Work required – Go line by line through the records and tally those that include "HeightSampler". Respond with the tally only.

*** Records Section Begins ***

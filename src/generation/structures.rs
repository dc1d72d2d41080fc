//! Default structure pass: rare, flat-ground building sites.

use std::f32::consts::FRAC_PI_2;

use glam::Vec3;

use super::placement::{hash_cell, HeightSampler, Placement, PlacementGenerator};
use crate::chunk::ChunkKey;
use crate::terrain::profile::Archetype;

/// Half-extent of a structure footprint, meters.
const FOOTPRINT: f32 = 4.0;

/// Maximum elevation spread across the footprint for a viable site.
const MAX_UNEVENNESS: f32 = 2.0;

/// Deterministic structure placement: at most one candidate per chunk,
/// gated by a per-archetype probability and a flat-ground check over the
/// footprint corners.
pub struct StructureScatter {
    seed: u32,
}

impl StructureScatter {
    pub fn new(seed: u32) -> Self {
        Self { seed }
    }

    fn chance(archetype: Archetype) -> f32 {
        match archetype {
            Archetype::EarthLike => 0.15,
            Archetype::Desert => 0.10,
            Archetype::Rocky => 0.12,
            Archetype::Ice => 0.05,
            Archetype::Volcanic => 0.08,
        }
    }
}

impl PlacementGenerator for StructureScatter {
    fn generate(
        &self,
        key: ChunkKey,
        chunk_world_size: f32,
        archetype: Archetype,
        height_at: &HeightSampler,
    ) -> Vec<Placement> {
        if hash_cell(key.x(), key.z(), self.seed) >= Self::chance(archetype) {
            return Vec::new();
        }

        // Candidate site somewhere in the chunk interior
        let origin = key.world_origin();
        let margin = FOOTPRINT;
        let span = chunk_world_size - 2.0 * margin;
        let x = origin.x + margin + hash_cell(key.x(), key.z(), self.seed.wrapping_add(1)) * span;
        let z = origin.z + margin + hash_cell(key.x(), key.z(), self.seed.wrapping_add(2)) * span;

        // The footprint must be close to level
        let center = height_at(x, z);
        let corners = [
            height_at(x - FOOTPRINT, z - FOOTPRINT),
            height_at(x + FOOTPRINT, z - FOOTPRINT),
            height_at(x - FOOTPRINT, z + FOOTPRINT),
            height_at(x + FOOTPRINT, z + FOOTPRINT),
        ];
        let min = corners.iter().copied().fold(center, f32::min);
        let max = corners.iter().copied().fold(center, f32::max);
        if max - min > MAX_UNEVENNESS {
            return Vec::new();
        }

        let quarter_turns = (hash_cell(key.x(), key.z(), self.seed.wrapping_add(3)) * 4.0) as u32;
        vec![Placement {
            position: Vec3::new(x, center, z),
            yaw: quarter_turns as f32 * FRAC_PI_2,
            scale: 1.0,
            variant: (hash_cell(key.x(), key.z(), self.seed.wrapping_add(4)) * 8.0) as u32,
        }]
    }
}
//! Intrinsic terrain features — rocks, cacti, ice shards scattered directly
//! from a chunk's own heightfield during the geometry build.
//!
//! These are terrain dressing for archetypes where such props are part of the
//! surface itself, independent of the separately-streamed vegetation and
//! structure passes. Placement is a pure function of (chunk, seed).

use std::f32::consts::TAU;

use glam::Vec3;

use super::{ChunkKey, CELL_SIZE, CHUNK_RESOLUTION};
use crate::terrain::heightfield::Heightfield;
use crate::terrain::profile::{FeatureKind, TerrainProfile};

/// Grid cells between scatter candidates.
const CANDIDATE_STRIDE: usize = 4;

/// Slope (rise over run) above which features are skipped.
const MAX_SLOPE: f32 = 0.8;

/// One placed feature instance.
#[derive(Clone, Copy, Debug, PartialEq)]
pub struct FeatureInstance {
    pub kind: FeatureKind,
    /// World-space position on the terrain surface.
    pub position: Vec3,
    /// Rotation around the up axis, radians.
    pub yaw: f32,
    pub scale: f32,
}

/// Integer hash producing a value in [0, 1].
fn hash_2d(ix: i32, iz: i32, seed: u32) -> f32 {
    let mut h = (ix as u32)
        .wrapping_mul(374761393)
        .wrapping_add((iz as u32).wrapping_mul(668265263))
        .wrapping_add(seed.wrapping_mul(1274126177));
    h = (h ^ (h >> 13)).wrapping_mul(1103515245);
    h ^= h >> 16;
    (h & 0x7FFF_FFFF) as f32 / 0x7FFF_FFFF_u32 as f32
}

/// Scatter features over a chunk's heightfield.
///
/// Candidates sit on a sparse sub-grid; each rolls a hash keyed by its world
/// cell coordinates, so the result is deterministic and independent of the
/// order chunks are generated in. Steep cells are skipped.
pub fn scatter_features(
    key: ChunkKey,
    heightfield: &Heightfield,
    profile: &TerrainProfile,
    seed: u32,
) -> Vec<FeatureInstance> {
    if !profile.has_intrinsic_features() {
        return Vec::new();
    }

    let origin = key.world_origin();
    let cells = CHUNK_RESOLUTION - 1;
    let mut out = Vec::new();

    for iz in (0..cells).step_by(CANDIDATE_STRIDE) {
        for ix in (0..cells).step_by(CANDIDATE_STRIDE) {
            // World cell coordinates keep the hash chunk-independent
            let wx_cell = key.x() * cells as i32 + ix as i32;
            let wz_cell = key.z() * cells as i32 + iz as i32;

            let roll = hash_2d(wx_cell, wz_cell, seed);
            if roll >= profile.feature_density {
                continue;
            }

            if cell_slope(heightfield, ix, iz) > MAX_SLOPE {
                continue;
            }

            // Jitter within the candidate cell, elevation from the field
            let jx = hash_2d(wx_cell, wz_cell, seed.wrapping_add(1)) * CANDIDATE_STRIDE as f32;
            let jz = hash_2d(wx_cell, wz_cell, seed.wrapping_add(2)) * CANDIDATE_STRIDE as f32;
            let lx = (ix as f32 + jx).min(cells as f32);
            let lz = (iz as f32 + jz).min(cells as f32);
            let elevation = heightfield.sample_bilinear(lx, lz);

            let pick = hash_2d(wx_cell, wz_cell, seed.wrapping_add(3));
            let kind = profile.features[(pick * profile.features.len() as f32) as usize % profile.features.len()];

            out.push(FeatureInstance {
                kind,
                position: Vec3::new(
                    origin.x + lx * CELL_SIZE,
                    elevation,
                    origin.z + lz * CELL_SIZE,
                ),
                yaw: hash_2d(wx_cell, wz_cell, seed.wrapping_add(4)) * TAU,
                scale: 0.7 + hash_2d(wx_cell, wz_cell, seed.wrapping_add(5)) * 0.6,
            });
        }
    }

    out
}

/// Local slope magnitude from finite differences at a grid cell.
fn cell_slope(heightfield: &Heightfield, ix: usize, iz: usize) -> f32 {
    let dx = heightfield.get(ix + 1, iz) - heightfield.get(ix, iz);
    let dz = heightfield.get(ix, iz + 1) - heightfield.get(ix, iz);
    (dx * dx + dz * dz).sqrt() / CELL_SIZE
}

*** Records Section Ends ***

Exercise answer – 2